As consistent objectives and motives are developed, the next step in the process is placing a value on a company and determining its marketability. An independent valuation provides a solid basis for goal planning. Knowing the value of the business at the start of planning will provide valuable feedback on what actions can build business value and which may harm that value.

With the knowledge gained from the valuation process, the owner can focus on the areas — termed “value drivers” — that will promote and preserve business value during the planning process. Recognize that a successful exit plan involves a number of elements including legal, financial and tax. Therefore, it’s vital to work with an experienced team of professionals, including an attorney, financial adviser and appraiser. Those who attempt to go it alone often leave a lot on the table in terms of money, time and emotional well-being.

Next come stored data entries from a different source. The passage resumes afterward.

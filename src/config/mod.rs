//! Configuration loading via `ortho-config`, plus the immutable run settings
//! handed to each phase.

use std::collections::BTreeSet;

use chrono::{DateTime, TimeDelta, Utc};
use ortho_config::OrthoConfig;
use serde::Deserialize;
use thiserror::Error;

use crate::aws::{AwsSettings, DEFAULT_AWS_BIN};
use crate::policy::EligibilityRules;

/// Region used when neither the CLI nor configuration names one.
pub const DEFAULT_REGION: &str = "us-east-1";

/// Retention horizon used when neither the CLI nor configuration sets one.
pub const DEFAULT_RETENTION_DAYS: u32 = 3;

/// Seconds in one retention day.
pub const SECONDS_PER_DAY: i64 = 86_400;

/// Tool settings merged from defaults, `snapwarden.toml`, and `SNAPWARDEN_*`
/// environment variables.
#[derive(Clone, Debug, Deserialize, OrthoConfig, PartialEq, Eq)]
#[ortho_config(
    prefix = "SNAPWARDEN",
    discovery(
        app_name = "snapwarden",
        env_var = "SNAPWARDEN_CONFIG_PATH",
        config_file_name = "snapwarden.toml",
        dotfile_name = ".snapwarden.toml",
        project_file_name = "snapwarden.toml"
    )
)]
pub struct SnapwardenConfig {
    /// Path to the `aws` executable.
    #[ortho_config(default = DEFAULT_AWS_BIN.to_owned())]
    pub aws_bin: String,
    /// Region used when `--region` is not given.
    #[ortho_config(default = DEFAULT_REGION.to_owned())]
    pub default_region: String,
    /// Retention horizon used when `--retention-days` is not given.
    #[ortho_config(default = DEFAULT_RETENTION_DAYS)]
    pub default_retention_days: u32,
    /// Substring of the `Name` tag marking build/CI instances that are never
    /// snapshotted. An empty value disables the rule.
    #[ortho_config(default = "bamboo".to_owned())]
    pub build_fleet_marker: String,
    /// Tag key whose presence marks an instance as managed by an auto-scaling
    /// group.
    #[ortho_config(default = "aws:autoscaling:groupName".to_owned())]
    pub autoscaling_tag_key: String,
    /// Tag recording when the snapshot was taken.
    #[ortho_config(default = "ff:snapshot:complete".to_owned())]
    pub completed_tag: String,
    /// Tag recording when the snapshot may be pruned.
    #[ortho_config(default = "ff:snapshot:expiration".to_owned())]
    pub expiration_tag: String,
    /// Tag opting a snapshot into automated pruning.
    #[ortho_config(default = "ff:snapshot:delete_after_expiration".to_owned())]
    pub delete_after_expiration_tag: String,
}

/// Metadata for a configuration field, used to generate actionable error messages.
struct FieldMetadata {
    description: &'static str,
    env_var: &'static str,
    toml_key: &'static str,
}

impl FieldMetadata {
    const fn new(description: &'static str, env_var: &'static str, toml_key: &'static str) -> Self {
        Self {
            description,
            env_var,
            toml_key,
        }
    }
}

impl SnapwardenConfig {
    fn require_field(value: &str, metadata: &FieldMetadata) -> Result<(), ConfigError> {
        if value.trim().is_empty() {
            return Err(ConfigError::MissingField(format!(
                "missing {}: set {} or add {} to snapwarden.toml",
                metadata.description, metadata.env_var, metadata.toml_key
            )));
        }
        Ok(())
    }

    /// Loads configuration without attempting to parse CLI arguments. Values
    /// merge defaults, configuration files, and environment variables.
    ///
    /// # Errors
    ///
    /// Returns [`ConfigError::Parse`] when the merge fails.
    pub fn load_without_cli_args() -> Result<Self, ConfigError> {
        Self::load_from_iter([std::ffi::OsString::from("snapwarden")])
            .map_err(|err| ConfigError::Parse(err.to_string()))
    }

    /// Performs semantic validation on required fields.
    ///
    /// # Errors
    ///
    /// Returns [`ConfigError::MissingField`] when a required field is blank.
    pub fn validate(&self) -> Result<(), ConfigError> {
        Self::require_field(
            &self.aws_bin,
            &FieldMetadata::new("AWS CLI binary", "SNAPWARDEN_AWS_BIN", "aws_bin"),
        )?;
        Self::require_field(
            &self.default_region,
            &FieldMetadata::new(
                "default region",
                "SNAPWARDEN_DEFAULT_REGION",
                "default_region",
            ),
        )?;
        Self::require_field(
            &self.autoscaling_tag_key,
            &FieldMetadata::new(
                "auto-scaling tag key",
                "SNAPWARDEN_AUTOSCALING_TAG_KEY",
                "autoscaling_tag_key",
            ),
        )?;
        Self::require_field(
            &self.completed_tag,
            &FieldMetadata::new(
                "completion tag name",
                "SNAPWARDEN_COMPLETED_TAG",
                "completed_tag",
            ),
        )?;
        Self::require_field(
            &self.expiration_tag,
            &FieldMetadata::new(
                "expiration tag name",
                "SNAPWARDEN_EXPIRATION_TAG",
                "expiration_tag",
            ),
        )?;
        Self::require_field(
            &self.delete_after_expiration_tag,
            &FieldMetadata::new(
                "delete-after-expiration tag name",
                "SNAPWARDEN_DELETE_AFTER_EXPIRATION_TAG",
                "delete_after_expiration_tag",
            ),
        )?;
        Ok(())
    }

    /// Resolves provider connection settings, preferring an explicit region.
    ///
    /// # Errors
    ///
    /// Returns [`ConfigError`] when validation fails.
    pub fn aws_settings(
        &self,
        profile: &str,
        region: Option<&str>,
    ) -> Result<AwsSettings, ConfigError> {
        self.validate()?;
        let chosen_region = region
            .map(str::trim)
            .filter(|value| !value.is_empty())
            .unwrap_or(self.default_region.as_str());
        Ok(AwsSettings::new(&self.aws_bin, profile, chosen_region))
    }

    /// Builds the settings shared by both phases of a run.
    ///
    /// # Errors
    ///
    /// Returns [`ConfigError`] when validation fails.
    pub fn run_settings(
        &self,
        retention_days: Option<u32>,
        instance_ids: &[String],
        dry_run: bool,
    ) -> Result<RunSettings, ConfigError> {
        self.validate()?;
        Ok(RunSettings {
            retention: RetentionPolicy::new(retention_days.unwrap_or(self.default_retention_days)),
            selector: InstanceSelector::from_ids(instance_ids),
            dry_run,
            tags: TagNames {
                completed: self.completed_tag.trim().to_owned(),
                expiration: self.expiration_tag.trim().to_owned(),
                delete_after_expiration: self.delete_after_expiration_tag.trim().to_owned(),
            },
            rules: EligibilityRules {
                autoscaling_tag_key: self.autoscaling_tag_key.trim().to_owned(),
                build_fleet_marker: self.build_fleet_marker.trim().to_owned(),
            },
        })
    }

    /// Returns the built-in defaults without consulting files or the
    /// environment.
    #[must_use]
    pub fn builtin() -> Self {
        Self {
            aws_bin: String::from(DEFAULT_AWS_BIN),
            default_region: String::from(DEFAULT_REGION),
            default_retention_days: DEFAULT_RETENTION_DAYS,
            build_fleet_marker: String::from("bamboo"),
            autoscaling_tag_key: String::from("aws:autoscaling:groupName"),
            completed_tag: String::from("ff:snapshot:complete"),
            expiration_tag: String::from("ff:snapshot:expiration"),
            delete_after_expiration_tag: String::from("ff:snapshot:delete_after_expiration"),
        }
    }
}

/// Errors raised during configuration loading and validation.
#[derive(Debug, Error, Eq, PartialEq)]
pub enum ConfigError {
    /// Indicates a required configuration field is empty or missing.
    #[error("missing configuration field: {0}")]
    MissingField(String),
    /// Surfaces errors from the `ortho-config` loader.
    #[error("configuration parsing failed: {0}")]
    Parse(String),
}

impl From<ortho_config::OrthoError> for ConfigError {
    fn from(value: ortho_config::OrthoError) -> Self {
        Self::Parse(value.to_string())
    }
}

/// How long created snapshots are kept.
#[derive(Clone, Copy, Debug, Eq, PartialEq)]
pub struct RetentionPolicy {
    /// Days between snapshot creation and expiration.
    pub retention_days: u32,
}

impl RetentionPolicy {
    /// Creates a policy keeping snapshots for `retention_days` days.
    #[must_use]
    pub const fn new(retention_days: u32) -> Self {
        Self { retention_days }
    }

    /// Returns `created + retention_days * 86400s`, or `None` when the result
    /// falls outside the representable calendar.
    #[must_use]
    pub fn expiration_for(&self, created: DateTime<Utc>) -> Option<DateTime<Utc>> {
        let seconds = i64::from(self.retention_days).checked_mul(SECONDS_PER_DAY)?;
        created.checked_add_signed(TimeDelta::try_seconds(seconds)?)
    }
}

impl Default for RetentionPolicy {
    fn default() -> Self {
        Self::new(DEFAULT_RETENTION_DAYS)
    }
}

/// Which running instances are considered for snapshotting.
#[derive(Clone, Debug, Default, Eq, PartialEq)]
pub struct InstanceSelector {
    /// Explicit instance ids. Empty means every running instance.
    pub instance_ids: BTreeSet<String>,
}

impl InstanceSelector {
    /// Selects every running instance.
    #[must_use]
    pub const fn all() -> Self {
        Self {
            instance_ids: BTreeSet::new(),
        }
    }

    /// Selects exactly the given ids, ignoring blanks and surrounding
    /// whitespace.
    #[must_use]
    pub fn from_ids<S: AsRef<str>>(ids: &[S]) -> Self {
        let instance_ids = ids
            .iter()
            .map(|id| id.as_ref().trim())
            .filter(|id| !id.is_empty())
            .map(str::to_owned)
            .collect();
        Self { instance_ids }
    }

    /// Returns `true` when no explicit ids were given.
    #[must_use]
    pub fn is_all(&self) -> bool {
        self.instance_ids.is_empty()
    }
}

/// Names of the tags this tool writes and reads on snapshots.
#[derive(Clone, Debug, Eq, PartialEq)]
pub struct TagNames {
    /// Completion timestamp tag.
    pub completed: String,
    /// Expiration timestamp tag.
    pub expiration: String,
    /// Delete-after-expiration marker tag.
    pub delete_after_expiration: String,
}

impl Default for TagNames {
    fn default() -> Self {
        let config = SnapwardenConfig::builtin();
        Self {
            completed: config.completed_tag,
            expiration: config.expiration_tag,
            delete_after_expiration: config.delete_after_expiration_tag,
        }
    }
}

/// Immutable settings shared by both phases of a run.
#[derive(Clone, Debug, Default, Eq, PartialEq)]
pub struct RunSettings {
    /// Retention horizon for new snapshots.
    pub retention: RetentionPolicy,
    /// Instances to consider.
    pub selector: InstanceSelector,
    /// Report mutating actions instead of performing them.
    pub dry_run: bool,
    /// Snapshot tag names.
    pub tags: TagNames,
    /// Instance exclusion rules.
    pub rules: EligibilityRules,
}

Financial Statements are Key

The importance of financial statements also cannot be overstated when going through the exit plan process. They provide a clearer picture of current financial position, in effect gauging what has already been accomplished and what still needs to be completed to create a successful exit plan. These critical statements supply cash flow information, which is used to determine the value of a business and the price for which it might be sold. They show historic earnings, cash flow results and trends that have been established over the years to create an indicator of the company’s financial future.

Take note: Those planning to sell a business during the first half of 2012, for example, will need cash flow projections for the remainder of that year, in addition to the years 2013 through 2015. These projections must be grounded in the reality of past actual performance, rather than rosy hopes for the future.

Plan the Company’s Future

Owners should decide early on who will run the business if and when he or she leaves. It makes no difference if the plan is to someday transfer ownership to the management team or sell to a third party — owners must take measures to include those key individuals in decisions that will affect the business’s future and provide incentives to essential employees to work toward the goal of building business value. A business overseen by several top-notch employees has a process in place that can better build productivity and cash flow, in addition to adding value to the table when the time comes to sell.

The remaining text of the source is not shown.